[Entries taken from a collection]
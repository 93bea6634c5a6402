// =============================================================================
// Market Data Module
// =============================================================================

pub mod candle_buffer;

pub use candle_buffer::{Candle, CandleBuffer, CandleKey};
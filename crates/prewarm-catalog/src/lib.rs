//! Repository catalog sources for prewarm
//!
//! ```text
//! CatalogSource (trait)
//! ├── HttpCatalog    GET /v2/_catalog with Link pagination
//! └── SearchCatalog  podman search <registry>/
//! ```

pub mod http;
pub mod search;
pub mod traits;

pub use http::{registry_base_url, HttpCatalog};
pub use search::{parse_search_output, SearchCatalog, DEFAULT_SEARCH_LIMIT};
pub use traits::CatalogSource;

use prewarm_core::{CatalogStrategy, Credentials, Result};

/// Create the catalog source for a resolved strategy
///
/// `Auto` is resolved here as well, from the presence of credentials and the
/// TLS verification flag.
pub fn create_catalog_source(
    strategy: CatalogStrategy,
    registry: &str,
    tls_verify: bool,
    credentials: Option<Credentials>,
    podman: &str,
) -> Result<Box<dyn CatalogSource>> {
    match strategy.resolve(credentials.is_some(), tls_verify) {
        CatalogStrategy::Search => Ok(Box::new(
            SearchCatalog::new(registry, tls_verify)
                .with_binary(podman)
                .with_credentials(credentials),
        )),
        _ => Ok(Box::new(
            HttpCatalog::new(registry, tls_verify)?.with_credentials(credentials),
        )),
    }
}
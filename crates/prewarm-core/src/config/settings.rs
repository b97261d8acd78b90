//! Settings file loading
//!
//! Everything here has a built-in default. A `prewarm.yaml` only needs to
//! name the values it changes; command line flags override both.

use crate::error::{Error, Result};
use camino::{Utf8Path, Utf8PathBuf};
use serde::{Deserialize, Serialize};
use std::fs;
use std::time::Duration;
use tracing::debug;

/// Default directory for per-job transfer logs
pub const DEFAULT_LOG_DIR: &str = "/var/log/prewarm";

/// Default directory for per-repository tag records
pub const DEFAULT_TAG_STORE: &str = "/var/lib/prewarm/tags";

/// Default number of concurrently running transfer processes
pub const DEFAULT_MAX_REQUESTS: usize = 10;

/// Default liveness polling interval of the dispatcher, in seconds
pub const DEFAULT_POLL_INTERVAL_SECS: u64 = 2;

/// Tunables shared by every run
#[derive(Debug, Clone, PartialEq, Serialize, Deserialize)]
#[serde(default, rename_all = "snake_case")]
pub struct Settings {
    /// Per-job logs live below this directory; the consolidated log is `<log_dir>.log`
    pub log_dir: Utf8PathBuf,

    /// Root of the tag records
    pub tag_store: Utf8PathBuf,

    /// Dispatch ceiling
    pub max_requests: usize,

    /// Seconds between liveness polls while at the ceiling or draining
    pub poll_interval_secs: u64,

    /// External tool locations
    pub tools: ToolSettings,

    /// Ephemeral local registry
    pub local_registry: LocalRegistrySettings,
}

impl Default for Settings {
    fn default() -> Self {
        Self {
            log_dir: Utf8PathBuf::from(DEFAULT_LOG_DIR),
            tag_store: Utf8PathBuf::from(DEFAULT_TAG_STORE),
            max_requests: DEFAULT_MAX_REQUESTS,
            poll_interval_secs: DEFAULT_POLL_INTERVAL_SECS,
            tools: ToolSettings::default(),
            local_registry: LocalRegistrySettings::default(),
        }
    }
}

impl Settings {
    /// Load settings from a YAML file, or return the defaults when no path is given
    pub fn load(path: Option<&Utf8Path>) -> Result<Self> {
        let Some(path) = path else {
            return Ok(Self::default());
        };

        let content = fs::read_to_string(path).map_err(|e| {
            if e.kind() == std::io::ErrorKind::NotFound {
                Error::configuration(format!("Settings file not found: {}", path))
            } else {
                Error::Io(e)
            }
        })?;

        let settings: Settings = serde_yaml_ng::from_str(&content)?;
        debug!("Loaded settings from {}", path);
        Ok(settings)
    }

    pub fn poll_interval(&self) -> Duration {
        Duration::from_secs(self.poll_interval_secs)
    }

    /// Path of the cumulative failure log next to the log directory
    pub fn consolidated_log(&self) -> Utf8PathBuf {
        Utf8PathBuf::from(format!("{}.log", self.log_dir.as_str().trim_end_matches('/')))
    }
}

/// Names or paths of the external tools
#[derive(Debug, Clone, PartialEq, Serialize, Deserialize)]
#[serde(default)]
pub struct ToolSettings {
    pub skopeo: String,
    pub podman: String,
}

impl Default for ToolSettings {
    fn default() -> Self {
        Self {
            skopeo: "skopeo".to_string(),
            podman: "podman".to_string(),
        }
    }
}

/// Settings for the ephemeral distribution registry
#[derive(Debug, Clone, PartialEq, Serialize, Deserialize)]
#[serde(default)]
pub struct LocalRegistrySettings {
    pub image: String,
    pub port: u16,
    /// Readiness probes before giving up
    pub ready_attempts: u32,
    /// Seconds between readiness probes
    pub ready_interval_secs: u64,
}

impl Default for LocalRegistrySettings {
    fn default() -> Self {
        Self {
            image: "docker.io/library/registry:latest".to_string(),
            port: 5000,
            ready_attempts: 30,
            ready_interval_secs: 2,
        }
    }
}
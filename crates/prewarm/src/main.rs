//! prewarm CLI - prime pull-through registry caches
//!
//! This is the main entry point for the prewarm command-line interface.

mod cli;
mod commands;

use anyhow::Result;
use clap::Parser;
use tracing_subscriber::{fmt, prelude::*, EnvFilter};

use cli::{Cli, Commands};

#[tokio::main]
async fn main() -> Result<()> {
    // Must happen before the first TLS connection
    let _ = rustls::crypto::aws_lc_rs::default_provider().install_default();

    let cli = Cli::parse();

    init_tracing(cli.verbose, cli.quiet);

    match cli.command {
        Commands::Update(args) => commands::update::run(args, cli.config.as_deref()).await,
        Commands::Archs => commands::archs::run(),
    }
}

/// Initialize tracing with appropriate verbosity
fn init_tracing(verbose: u8, quiet: bool) {
    let filter = if quiet {
        EnvFilter::new("error")
    } else {
        match verbose {
            // Job admissions and failures are reported at info
            0 => EnvFilter::new("info"),
            1 => EnvFilter::new("debug"),
            _ => EnvFilter::new("trace"),
        }
    };

    tracing_subscriber::registry()
        .with(fmt::layer().with_target(false))
        .with(filter)
        .init();
}
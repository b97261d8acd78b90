//! Registry credentials
//!
//! Credentials are given either inline as `user:password` or as the path to
//! a YAML file of the form:
//!
//! ```yaml
//! scc:
//!   username: user
//!   password: pass
//! ```

use crate::error::{Error, Result};
use serde::Deserialize;
use std::fmt;
use std::path::Path;

/// Username/password pair passed to registries and external tools
#[derive(Clone, PartialEq, Eq)]
pub struct Credentials {
    pub username: String,
    pub password: String,
}

impl Credentials {
    pub fn new(username: impl Into<String>, password: impl Into<String>) -> Self {
        Self {
            username: username.into(),
            password: password.into(),
        }
    }

    /// Read credentials from an existing file path, or parse them inline
    pub fn read(credentials_or_file: &str) -> Result<Self> {
        let path = Path::new(credentials_or_file);
        if path.is_file() {
            Self::from_file(path)
        } else {
            Self::parse(credentials_or_file)
        }
    }

    /// Parse `user:password`
    pub fn parse(creds: &str) -> Result<Self> {
        match creds.split_once(':') {
            Some((user, pass)) if !user.is_empty() => Ok(Self::new(user, pass)),
            _ => Err(Error::credentials(
                "expected user:password or a credentials file",
            )),
        }
    }

    /// Read credentials from a YAML file
    pub fn from_file(path: &Path) -> Result<Self> {
        let content = std::fs::read_to_string(path).map_err(|e| {
            Error::credentials(format!("failed reading {}: {}", path.display(), e))
        })?;
        let file: CredentialsFile = serde_yaml_ng::from_str(&content).map_err(|e| {
            Error::credentials(format!("failed reading {}: {}", path.display(), e))
        })?;
        Ok(Self::new(file.scc.username, file.scc.password))
    }

    /// Form expected by `--creds`-style command line flags
    pub fn to_arg(&self) -> String {
        format!("{}:{}", self.username, self.password)
    }
}

impl fmt::Debug for Credentials {
    fn fmt(&self, f: &mut fmt::Formatter<'_>) -> fmt::Result {
        f.debug_struct("Credentials")
            .field("username", &self.username)
            .field("password", &"<redacted>")
            .finish()
    }
}

#[derive(Debug, Deserialize)]
struct CredentialsFile {
    scc: CredentialsEntry,
}

#[derive(Debug, Deserialize)]
struct CredentialsEntry {
    username: String,
    password: String,
}

#[cfg(test)]
mod tests {
    use super::*;
    use tempfile::TempDir;

    #[test]
    fn test_parse_inline() {
        let creds = Credentials::read("user:secret").unwrap();
        assert_eq!(creds.username, "user");
        assert_eq!(creds.password, "secret");
        assert_eq!(creds.to_arg(), "user:secret");
    }

    #[test]
    fn test_parse_rejects_garbage() {
        assert!(matches!(
            Credentials::parse("nocolon"),
            Err(Error::Credentials { .. })
        ));
        assert!(Credentials::parse(":pass").is_err());
    }

    #[test]
    fn test_read_from_file() {
        let temp = TempDir::new().unwrap();
        let path = temp.path().join("creds.yaml");
        std::fs::write(&path, "scc:\n  username: joe\n  password: pw\n").unwrap();

        let creds = Credentials::read(path.to_str().unwrap()).unwrap();
        assert_eq!(creds, Credentials::new("joe", "pw"));
    }

    #[test]
    fn test_read_from_broken_file() {
        let temp = TempDir::new().unwrap();
        let path = temp.path().join("creds.yaml");
        std::fs::write(&path, "other: {}\n").unwrap();

        assert!(matches!(
            Credentials::read(path.to_str().unwrap()),
            Err(Error::Credentials { .. })
        ));
    }

    #[test]
    fn test_debug_redacts_password() {
        let out = format!("{:?}", Credentials::new("joe", "hunter2"));
        assert!(!out.contains("hunter2"));
    }
}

> _Task prompt_
Above are the records; from them, give again exactly the lines from the one containing "pub fn load(path: Option<&Utf8Path>)" through the one containing "the external tools", both included.

> _Answer to this problem_
    pub fn load(path: Option<&Utf8Path>) -> Result<Self> {
        let Some(path) = path else {
            return Ok(Self::default());
        };

        let content = fs::read_to_string(path).map_err(|e| {
            if e.kind() == std::io::ErrorKind::NotFound {
                Error::configuration(format!("Settings file not found: {}", path))
            } else {
                Error::Io(e)
            }
        })?;

        let settings: Settings = serde_yaml_ng::from_str(&content)?;
        debug!("Loaded settings from {}", path);
        Ok(settings)
    }

    pub fn poll_interval(&self) -> Duration {
        Duration::from_secs(self.poll_interval_secs)
    }

    /// Path of the cumulative failure log next to the log directory
    pub fn consolidated_log(&self) -> Utf8PathBuf {
        Utf8PathBuf::from(format!("{}.log", self.log_dir.as_str().trim_end_matches('/')))
    }
}

/// Names or paths of the external tools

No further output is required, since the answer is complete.